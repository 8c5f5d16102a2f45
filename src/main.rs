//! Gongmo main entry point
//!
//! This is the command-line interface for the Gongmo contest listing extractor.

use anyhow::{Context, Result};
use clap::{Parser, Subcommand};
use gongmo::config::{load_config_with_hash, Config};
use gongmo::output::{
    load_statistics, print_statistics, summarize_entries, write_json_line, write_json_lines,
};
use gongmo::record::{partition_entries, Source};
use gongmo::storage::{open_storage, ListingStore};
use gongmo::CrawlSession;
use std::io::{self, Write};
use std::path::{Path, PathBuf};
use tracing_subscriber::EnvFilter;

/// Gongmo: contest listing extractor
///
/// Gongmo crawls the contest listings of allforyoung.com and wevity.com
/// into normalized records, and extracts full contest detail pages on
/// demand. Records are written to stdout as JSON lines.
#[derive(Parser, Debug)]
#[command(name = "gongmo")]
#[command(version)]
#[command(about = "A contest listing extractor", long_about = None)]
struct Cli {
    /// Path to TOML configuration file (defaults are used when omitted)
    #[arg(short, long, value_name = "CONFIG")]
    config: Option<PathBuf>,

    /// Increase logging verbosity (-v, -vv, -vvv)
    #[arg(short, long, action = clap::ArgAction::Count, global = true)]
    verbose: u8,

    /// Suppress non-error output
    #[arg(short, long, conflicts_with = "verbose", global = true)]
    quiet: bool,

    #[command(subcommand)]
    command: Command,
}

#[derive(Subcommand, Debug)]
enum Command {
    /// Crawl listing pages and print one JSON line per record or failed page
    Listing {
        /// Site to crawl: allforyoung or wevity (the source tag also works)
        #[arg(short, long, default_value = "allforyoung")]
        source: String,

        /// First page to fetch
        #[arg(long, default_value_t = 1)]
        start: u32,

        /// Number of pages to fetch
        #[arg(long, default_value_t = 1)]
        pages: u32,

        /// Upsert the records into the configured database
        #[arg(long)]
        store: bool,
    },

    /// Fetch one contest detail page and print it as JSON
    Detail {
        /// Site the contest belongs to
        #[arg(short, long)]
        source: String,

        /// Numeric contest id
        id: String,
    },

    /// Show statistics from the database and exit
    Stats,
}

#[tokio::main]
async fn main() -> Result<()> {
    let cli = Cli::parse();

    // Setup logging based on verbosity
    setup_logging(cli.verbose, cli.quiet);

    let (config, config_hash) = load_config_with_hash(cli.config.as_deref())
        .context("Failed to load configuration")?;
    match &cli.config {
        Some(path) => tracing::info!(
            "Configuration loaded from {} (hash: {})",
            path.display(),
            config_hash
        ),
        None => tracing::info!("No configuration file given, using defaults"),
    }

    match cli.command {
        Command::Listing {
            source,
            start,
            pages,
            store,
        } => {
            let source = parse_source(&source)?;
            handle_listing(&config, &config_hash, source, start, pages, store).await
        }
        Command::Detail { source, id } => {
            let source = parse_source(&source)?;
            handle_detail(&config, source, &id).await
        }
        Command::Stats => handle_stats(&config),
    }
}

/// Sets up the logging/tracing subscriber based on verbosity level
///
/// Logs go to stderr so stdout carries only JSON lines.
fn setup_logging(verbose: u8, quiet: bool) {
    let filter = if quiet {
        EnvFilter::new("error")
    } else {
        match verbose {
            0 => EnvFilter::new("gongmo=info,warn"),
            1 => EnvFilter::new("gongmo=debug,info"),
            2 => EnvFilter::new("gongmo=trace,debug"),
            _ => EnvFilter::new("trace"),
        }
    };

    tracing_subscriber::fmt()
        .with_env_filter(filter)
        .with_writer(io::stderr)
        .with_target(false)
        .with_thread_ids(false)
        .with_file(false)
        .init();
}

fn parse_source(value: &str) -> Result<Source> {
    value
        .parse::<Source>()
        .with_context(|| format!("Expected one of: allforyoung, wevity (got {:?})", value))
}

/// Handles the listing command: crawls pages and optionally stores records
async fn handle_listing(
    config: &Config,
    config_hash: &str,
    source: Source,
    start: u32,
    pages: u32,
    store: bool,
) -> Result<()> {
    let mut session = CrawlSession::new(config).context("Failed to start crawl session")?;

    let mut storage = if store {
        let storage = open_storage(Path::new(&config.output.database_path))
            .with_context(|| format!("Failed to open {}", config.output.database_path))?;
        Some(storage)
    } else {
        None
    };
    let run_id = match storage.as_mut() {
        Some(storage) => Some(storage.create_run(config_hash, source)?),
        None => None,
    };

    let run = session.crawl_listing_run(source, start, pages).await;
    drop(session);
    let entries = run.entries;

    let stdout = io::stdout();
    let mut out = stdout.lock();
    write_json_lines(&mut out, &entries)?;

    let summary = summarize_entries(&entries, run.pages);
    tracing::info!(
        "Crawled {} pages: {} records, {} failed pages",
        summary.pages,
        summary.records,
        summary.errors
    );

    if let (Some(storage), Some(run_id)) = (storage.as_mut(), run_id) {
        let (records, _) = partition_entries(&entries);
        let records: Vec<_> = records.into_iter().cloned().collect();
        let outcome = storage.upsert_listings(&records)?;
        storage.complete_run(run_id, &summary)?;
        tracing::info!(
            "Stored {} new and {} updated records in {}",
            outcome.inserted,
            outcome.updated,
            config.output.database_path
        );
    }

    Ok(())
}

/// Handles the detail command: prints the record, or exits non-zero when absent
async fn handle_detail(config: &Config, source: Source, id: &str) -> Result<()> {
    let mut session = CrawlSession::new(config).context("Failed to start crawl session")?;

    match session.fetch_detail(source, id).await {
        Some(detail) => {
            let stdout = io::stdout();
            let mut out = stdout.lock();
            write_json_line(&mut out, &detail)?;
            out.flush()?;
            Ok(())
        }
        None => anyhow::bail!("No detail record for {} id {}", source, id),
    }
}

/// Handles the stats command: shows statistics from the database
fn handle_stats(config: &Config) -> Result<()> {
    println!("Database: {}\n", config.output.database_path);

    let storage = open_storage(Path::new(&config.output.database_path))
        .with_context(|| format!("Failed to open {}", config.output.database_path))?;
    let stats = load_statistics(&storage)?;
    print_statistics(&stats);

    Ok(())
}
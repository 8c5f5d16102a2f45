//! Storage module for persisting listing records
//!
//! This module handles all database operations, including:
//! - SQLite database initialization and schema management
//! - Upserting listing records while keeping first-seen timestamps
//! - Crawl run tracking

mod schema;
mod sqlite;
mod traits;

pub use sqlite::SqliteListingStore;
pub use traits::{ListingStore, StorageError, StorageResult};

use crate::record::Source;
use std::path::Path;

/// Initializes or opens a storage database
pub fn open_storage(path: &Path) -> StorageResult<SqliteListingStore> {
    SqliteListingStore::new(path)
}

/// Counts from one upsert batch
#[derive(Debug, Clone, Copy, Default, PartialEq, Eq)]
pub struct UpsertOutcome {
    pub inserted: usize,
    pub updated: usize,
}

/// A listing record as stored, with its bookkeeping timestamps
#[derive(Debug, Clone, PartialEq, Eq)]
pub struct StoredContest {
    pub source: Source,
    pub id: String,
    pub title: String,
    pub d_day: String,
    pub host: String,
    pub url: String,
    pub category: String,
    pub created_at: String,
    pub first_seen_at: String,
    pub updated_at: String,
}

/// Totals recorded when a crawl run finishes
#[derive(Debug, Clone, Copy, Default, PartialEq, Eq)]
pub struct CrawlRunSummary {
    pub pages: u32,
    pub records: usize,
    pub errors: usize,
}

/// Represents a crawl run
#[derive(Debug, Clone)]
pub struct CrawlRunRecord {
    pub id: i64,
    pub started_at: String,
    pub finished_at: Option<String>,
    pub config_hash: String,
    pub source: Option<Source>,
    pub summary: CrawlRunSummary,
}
* * *
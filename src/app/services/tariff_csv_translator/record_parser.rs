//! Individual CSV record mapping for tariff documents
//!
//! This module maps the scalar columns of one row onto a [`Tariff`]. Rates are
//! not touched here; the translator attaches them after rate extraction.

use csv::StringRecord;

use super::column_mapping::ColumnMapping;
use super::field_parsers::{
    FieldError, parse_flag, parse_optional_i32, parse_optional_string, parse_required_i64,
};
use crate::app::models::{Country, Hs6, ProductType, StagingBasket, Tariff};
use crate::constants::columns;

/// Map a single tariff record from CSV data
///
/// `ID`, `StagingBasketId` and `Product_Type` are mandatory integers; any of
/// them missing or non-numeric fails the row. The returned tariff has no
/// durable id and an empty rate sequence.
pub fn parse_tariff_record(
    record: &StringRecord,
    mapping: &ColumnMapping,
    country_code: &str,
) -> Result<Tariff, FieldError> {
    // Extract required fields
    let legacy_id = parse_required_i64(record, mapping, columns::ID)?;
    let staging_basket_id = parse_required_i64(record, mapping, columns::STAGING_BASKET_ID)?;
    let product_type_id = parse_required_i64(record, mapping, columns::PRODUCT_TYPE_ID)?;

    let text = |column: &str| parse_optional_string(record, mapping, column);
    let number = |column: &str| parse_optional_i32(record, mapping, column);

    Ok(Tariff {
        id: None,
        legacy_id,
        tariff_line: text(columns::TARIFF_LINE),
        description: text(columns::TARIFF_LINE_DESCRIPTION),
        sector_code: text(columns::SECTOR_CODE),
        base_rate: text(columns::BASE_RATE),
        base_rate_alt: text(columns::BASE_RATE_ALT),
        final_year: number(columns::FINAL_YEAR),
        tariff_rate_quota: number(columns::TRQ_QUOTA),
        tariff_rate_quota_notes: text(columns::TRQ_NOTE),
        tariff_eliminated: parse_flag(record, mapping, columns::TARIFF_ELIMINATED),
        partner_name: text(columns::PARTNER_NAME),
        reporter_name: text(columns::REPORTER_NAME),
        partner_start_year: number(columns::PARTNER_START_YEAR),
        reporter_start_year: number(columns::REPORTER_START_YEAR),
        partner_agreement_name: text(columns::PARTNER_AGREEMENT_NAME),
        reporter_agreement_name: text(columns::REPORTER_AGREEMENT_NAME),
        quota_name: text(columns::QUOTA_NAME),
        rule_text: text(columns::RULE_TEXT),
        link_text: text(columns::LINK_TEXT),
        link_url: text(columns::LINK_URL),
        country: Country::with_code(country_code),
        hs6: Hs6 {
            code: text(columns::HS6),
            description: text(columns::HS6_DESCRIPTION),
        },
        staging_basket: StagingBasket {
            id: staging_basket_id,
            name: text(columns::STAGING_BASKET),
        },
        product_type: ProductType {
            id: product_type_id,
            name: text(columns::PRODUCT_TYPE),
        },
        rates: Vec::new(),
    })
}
* * *
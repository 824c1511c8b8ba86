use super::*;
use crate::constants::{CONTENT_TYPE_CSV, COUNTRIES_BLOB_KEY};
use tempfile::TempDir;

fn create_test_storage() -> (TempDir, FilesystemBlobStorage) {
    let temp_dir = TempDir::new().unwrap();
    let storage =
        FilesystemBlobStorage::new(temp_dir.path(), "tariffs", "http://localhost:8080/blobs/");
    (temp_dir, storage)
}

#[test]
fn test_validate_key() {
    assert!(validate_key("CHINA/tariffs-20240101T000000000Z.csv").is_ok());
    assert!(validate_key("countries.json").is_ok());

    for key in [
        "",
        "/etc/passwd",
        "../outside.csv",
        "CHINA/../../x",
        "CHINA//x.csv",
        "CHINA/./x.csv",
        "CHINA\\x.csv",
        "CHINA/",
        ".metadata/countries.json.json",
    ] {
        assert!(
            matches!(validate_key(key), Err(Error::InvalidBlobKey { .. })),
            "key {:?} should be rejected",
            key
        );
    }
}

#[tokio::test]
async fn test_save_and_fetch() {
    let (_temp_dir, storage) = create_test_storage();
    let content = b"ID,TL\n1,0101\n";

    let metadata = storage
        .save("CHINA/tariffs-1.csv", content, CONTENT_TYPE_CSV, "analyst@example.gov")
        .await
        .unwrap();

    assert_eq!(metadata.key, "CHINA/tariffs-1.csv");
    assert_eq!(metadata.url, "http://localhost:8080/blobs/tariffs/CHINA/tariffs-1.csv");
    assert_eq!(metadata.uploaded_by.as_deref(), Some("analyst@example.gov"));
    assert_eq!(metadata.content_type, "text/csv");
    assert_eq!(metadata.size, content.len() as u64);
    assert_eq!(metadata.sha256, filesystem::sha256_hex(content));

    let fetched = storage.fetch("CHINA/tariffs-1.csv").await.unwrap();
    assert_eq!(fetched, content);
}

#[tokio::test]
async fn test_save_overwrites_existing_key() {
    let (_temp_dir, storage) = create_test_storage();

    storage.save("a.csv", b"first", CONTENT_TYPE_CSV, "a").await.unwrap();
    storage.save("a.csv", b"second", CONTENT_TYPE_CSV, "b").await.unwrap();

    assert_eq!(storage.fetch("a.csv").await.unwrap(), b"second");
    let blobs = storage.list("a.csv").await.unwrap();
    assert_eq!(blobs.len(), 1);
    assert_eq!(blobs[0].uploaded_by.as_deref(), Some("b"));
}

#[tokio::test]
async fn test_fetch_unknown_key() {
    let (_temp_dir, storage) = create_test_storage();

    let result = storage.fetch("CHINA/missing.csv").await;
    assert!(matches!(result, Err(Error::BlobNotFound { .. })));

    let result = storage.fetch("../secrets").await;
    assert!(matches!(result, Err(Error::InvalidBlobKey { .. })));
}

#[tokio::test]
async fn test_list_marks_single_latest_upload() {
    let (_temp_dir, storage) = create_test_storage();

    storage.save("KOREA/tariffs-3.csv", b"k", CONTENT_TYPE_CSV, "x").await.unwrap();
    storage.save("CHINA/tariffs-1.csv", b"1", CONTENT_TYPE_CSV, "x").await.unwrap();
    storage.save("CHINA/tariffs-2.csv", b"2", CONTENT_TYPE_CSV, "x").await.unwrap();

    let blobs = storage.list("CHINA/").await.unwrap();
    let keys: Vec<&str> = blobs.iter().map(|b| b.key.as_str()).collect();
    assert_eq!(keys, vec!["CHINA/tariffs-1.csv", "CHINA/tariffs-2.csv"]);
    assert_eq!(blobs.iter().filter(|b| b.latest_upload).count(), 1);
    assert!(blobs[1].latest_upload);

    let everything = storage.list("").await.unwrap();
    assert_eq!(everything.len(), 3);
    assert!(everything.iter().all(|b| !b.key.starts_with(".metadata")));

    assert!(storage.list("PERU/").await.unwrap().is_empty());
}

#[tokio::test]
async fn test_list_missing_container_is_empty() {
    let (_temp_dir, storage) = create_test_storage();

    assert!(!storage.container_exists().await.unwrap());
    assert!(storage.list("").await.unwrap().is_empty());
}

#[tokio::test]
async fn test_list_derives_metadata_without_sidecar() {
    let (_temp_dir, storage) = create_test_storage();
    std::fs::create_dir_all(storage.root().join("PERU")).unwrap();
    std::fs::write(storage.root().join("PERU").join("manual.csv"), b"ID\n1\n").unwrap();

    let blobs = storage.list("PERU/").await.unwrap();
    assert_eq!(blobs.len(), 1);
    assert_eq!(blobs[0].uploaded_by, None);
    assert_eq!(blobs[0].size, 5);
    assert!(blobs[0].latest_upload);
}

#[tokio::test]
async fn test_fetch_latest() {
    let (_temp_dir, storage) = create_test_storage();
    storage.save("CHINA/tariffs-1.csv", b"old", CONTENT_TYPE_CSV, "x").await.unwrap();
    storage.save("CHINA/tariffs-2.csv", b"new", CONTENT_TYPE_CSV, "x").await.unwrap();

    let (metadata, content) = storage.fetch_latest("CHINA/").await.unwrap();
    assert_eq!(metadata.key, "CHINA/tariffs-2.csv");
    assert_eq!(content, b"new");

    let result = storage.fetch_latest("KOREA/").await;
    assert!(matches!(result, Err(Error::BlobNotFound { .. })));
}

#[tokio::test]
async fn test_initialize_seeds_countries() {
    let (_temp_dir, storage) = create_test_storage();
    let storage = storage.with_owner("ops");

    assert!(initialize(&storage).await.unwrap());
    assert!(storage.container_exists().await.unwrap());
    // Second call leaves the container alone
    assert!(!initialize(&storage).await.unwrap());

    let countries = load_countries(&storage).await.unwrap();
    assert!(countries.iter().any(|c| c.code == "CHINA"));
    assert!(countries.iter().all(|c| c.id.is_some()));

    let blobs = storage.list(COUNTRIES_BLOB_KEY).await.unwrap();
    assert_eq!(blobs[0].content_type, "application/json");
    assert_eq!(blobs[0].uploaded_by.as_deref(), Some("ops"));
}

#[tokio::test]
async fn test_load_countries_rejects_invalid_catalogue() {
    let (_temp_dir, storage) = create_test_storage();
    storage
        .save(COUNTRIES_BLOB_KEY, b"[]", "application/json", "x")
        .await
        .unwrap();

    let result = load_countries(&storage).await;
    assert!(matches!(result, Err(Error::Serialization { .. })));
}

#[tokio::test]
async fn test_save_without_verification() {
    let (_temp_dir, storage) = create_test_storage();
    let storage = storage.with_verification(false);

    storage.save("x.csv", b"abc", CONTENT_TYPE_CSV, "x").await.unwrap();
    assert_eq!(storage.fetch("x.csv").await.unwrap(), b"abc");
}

### EXERCISE DESCRIPTION
Which of the lines above hold the string "info"? Copy each one.

### FINISHED EXERCISE
        Some(path) => tracing::info!(
        None => tracing::info!("No configuration file given, using defaults"),
            0 => EnvFilter::new("gongmo=info,warn"),
            1 => EnvFilter::new("gongmo=debug,info"),
    tracing::info!(
        tracing::info!(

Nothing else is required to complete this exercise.